▸ EXERCISE PROMPT:
Your task is to copy every line of the records below that contains "ones".

▸ DATASET ENTRIES:

§ §

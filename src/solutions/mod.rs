// This Source Code Form is subject to the terms of the Mozilla Public
// License, v. 2.0. If a copy of the MPL was not distributed with this
// file, You can obtain one at http://mozilla.org/MPL/2.0/.

//! Calibration solutions as plain rows, and conversions between rows and
//! tables.

mod selection;
mod spw;
#[cfg(test)]
mod tests;

pub use selection::RowSelection;
pub use spw::SpectralWindows;

use ndarray::prelude::*;

use crate::{
    columns::CalColumn,
    iterator::CalTableIterator,
    table::{CalDataType, CalTableError, ColumnStore, MemTable},
};

/// One row of a calibration table.
#[derive(Debug, Clone, PartialEq)]
pub struct CalSolutionRow {
    /// \[MJD seconds\]
    pub time: f64,

    /// \[seconds\]
    pub interval: f64,

    pub antenna1: i32,

    /// -1 for antenna-based solutions.
    pub antenna2: i32,

    pub field_id: i32,
    pub spw_id: i32,
    pub scan_number: i32,
    pub observation_id: i32,

    /// The calibration parameters, `[nPar, nChan]`. The other arrays have the
    /// same shape.
    pub param: Array2<f32>,
    pub param_err: Array2<f32>,
    pub snr: Array2<f32>,
    pub weight: Array2<f32>,
    pub flag: Array2<bool>,
}

impl CalSolutionRow {
    /// An unflagged antenna-based solution with zero errors and unit SNRs and
    /// weights. Scan, observation and interval are 0.
    pub fn new(time: f64, antenna: i32, field_id: i32, spw_id: i32, param: Array2<f32>) -> Self {
        let dim = param.dim();
        CalSolutionRow {
            time,
            interval: 0.0,
            antenna1: antenna,
            antenna2: -1,
            field_id,
            spw_id,
            scan_number: 0,
            observation_id: 0,
            param,
            param_err: Array2::zeros(dim),
            snr: Array2::ones(dim),
            weight: Array2::ones(dim),
            flag: Array2::from_elem(dim, false),
        }
    }

    /// `(nPar, nChan)`.
    pub fn shape(&self) -> (usize, usize) {
        self.param.dim()
    }

    /// Do all of this row's arrays have the same shape?
    pub fn is_consistent(&self) -> bool {
        let dim = self.param.dim();
        self.param_err.dim() == dim
            && self.snr.dim() == dim
            && self.weight.dim() == dim
            && self.flag.dim() == dim
    }

    /// Read all of the rows of the iterator's current group.
    pub fn read_group<S: ColumnStore>(
        iter: &CalTableIterator<S>,
    ) -> Result<Vec<CalSolutionRow>, CalTableError> {
        let rows = iter.rows()?;
        let columns = iter.columns();
        let time = columns.time.get_rows(rows)?;
        let interval = columns.interval(rows)?;
        let antenna1 = columns.antenna1.get_rows(rows)?;
        let antenna2 = columns.antenna2.get_rows(rows)?;
        let field = columns.field.get_rows(rows)?;
        let spw = columns.spw.get_rows(rows)?;
        let scan = columns.scan(rows)?;
        let observation = columns.observation(rows)?;
        let param = columns.param.get_rows(rows)?;
        let param_err = columns.param_err.get_rows(rows)?;
        let snr = columns.snr.get_rows(rows)?;
        let weight = columns.weight(rows)?;
        let flag = columns.flag.get_rows(rows)?;

        let mut out = Vec::with_capacity(rows.len());
        for (i, (param, param_err, snr, weight, flag)) in param
            .into_iter()
            .zip(param_err)
            .zip(snr)
            .zip(weight)
            .zip(flag)
            .map(|((((p, e), s), w), f)| (p, e, s, w, f))
            .enumerate()
        {
            let row = CalSolutionRow {
                time: time[i],
                interval: interval[i],
                antenna1: antenna1[i],
                antenna2: antenna2[i],
                field_id: field[i],
                spw_id: spw[i],
                scan_number: scan[i],
                observation_id: observation[i],
                param,
                param_err,
                snr,
                weight,
                flag,
            };
            if !row.is_consistent() {
                return Err(CalTableError::ShapeMismatch {
                    column: CalColumn::Param.to_string(),
                    expected: row.param.shape().to_vec(),
                    actual: [
                        row.param_err.shape(),
                        row.snr.shape(),
                        row.weight.shape(),
                        row.flag.shape(),
                    ]
                    .into_iter()
                    .find(|s| *s != row.param.shape())
                    .map(|s| s.to_vec())
                    .unwrap_or_default(),
                });
            }
            out.push(row);
        }
        Ok(out)
    }
}

/// Build an in-memory calibration table holding these rows (in this order).
pub fn rows_to_table(rows: &[CalSolutionRow]) -> Result<MemTable, CalTableError> {
    fn column<T: CalDataType>(rows: &[CalSolutionRow], f: impl Fn(&CalSolutionRow) -> T) -> Vec<T> {
        rows.iter().map(f).collect()
    }

    let mut table = MemTable::new(rows.len());
    table.add_column(
        CalColumn::Time.name(),
        f64::into_column(column(rows, |r| r.time)),
    )?;
    table.add_column(
        CalColumn::Interval.name(),
        f64::into_column(column(rows, |r| r.interval)),
    )?;
    let int_columns: [(CalColumn, fn(&CalSolutionRow) -> i32); 6] = [
        (CalColumn::FieldId, |r| r.field_id),
        (CalColumn::SpectralWindowId, |r| r.spw_id),
        (CalColumn::ScanNumber, |r| r.scan_number),
        (CalColumn::Antenna1, |r| r.antenna1),
        (CalColumn::Antenna2, |r| r.antenna2),
        (CalColumn::ObservationId, |r| r.observation_id),
    ];
    for (col, f) in int_columns {
        table.add_column(col.name(), i32::into_column(column(rows, f)))?;
    }
    let array_columns: [(CalColumn, fn(&CalSolutionRow) -> Array2<f32>); 4] = [
        (CalColumn::Param, |r| r.param.clone()),
        (CalColumn::ParamErr, |r| r.param_err.clone()),
        (CalColumn::Snr, |r| r.snr.clone()),
        (CalColumn::Weight, |r| r.weight.clone()),
    ];
    for (col, f) in array_columns {
        table.add_column(col.name(), Array2::<f32>::into_column(column(rows, f)))?;
    }
    table.add_column(
        CalColumn::Flag.name(),
        Array2::<bool>::into_column(column(rows, |r| r.flag.clone())),
    )?;
    Ok(table)
}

§ §

▸ SOLVED EXERCISE:
            snr: Array2::ones(dim),
            weight: Array2::ones(dim),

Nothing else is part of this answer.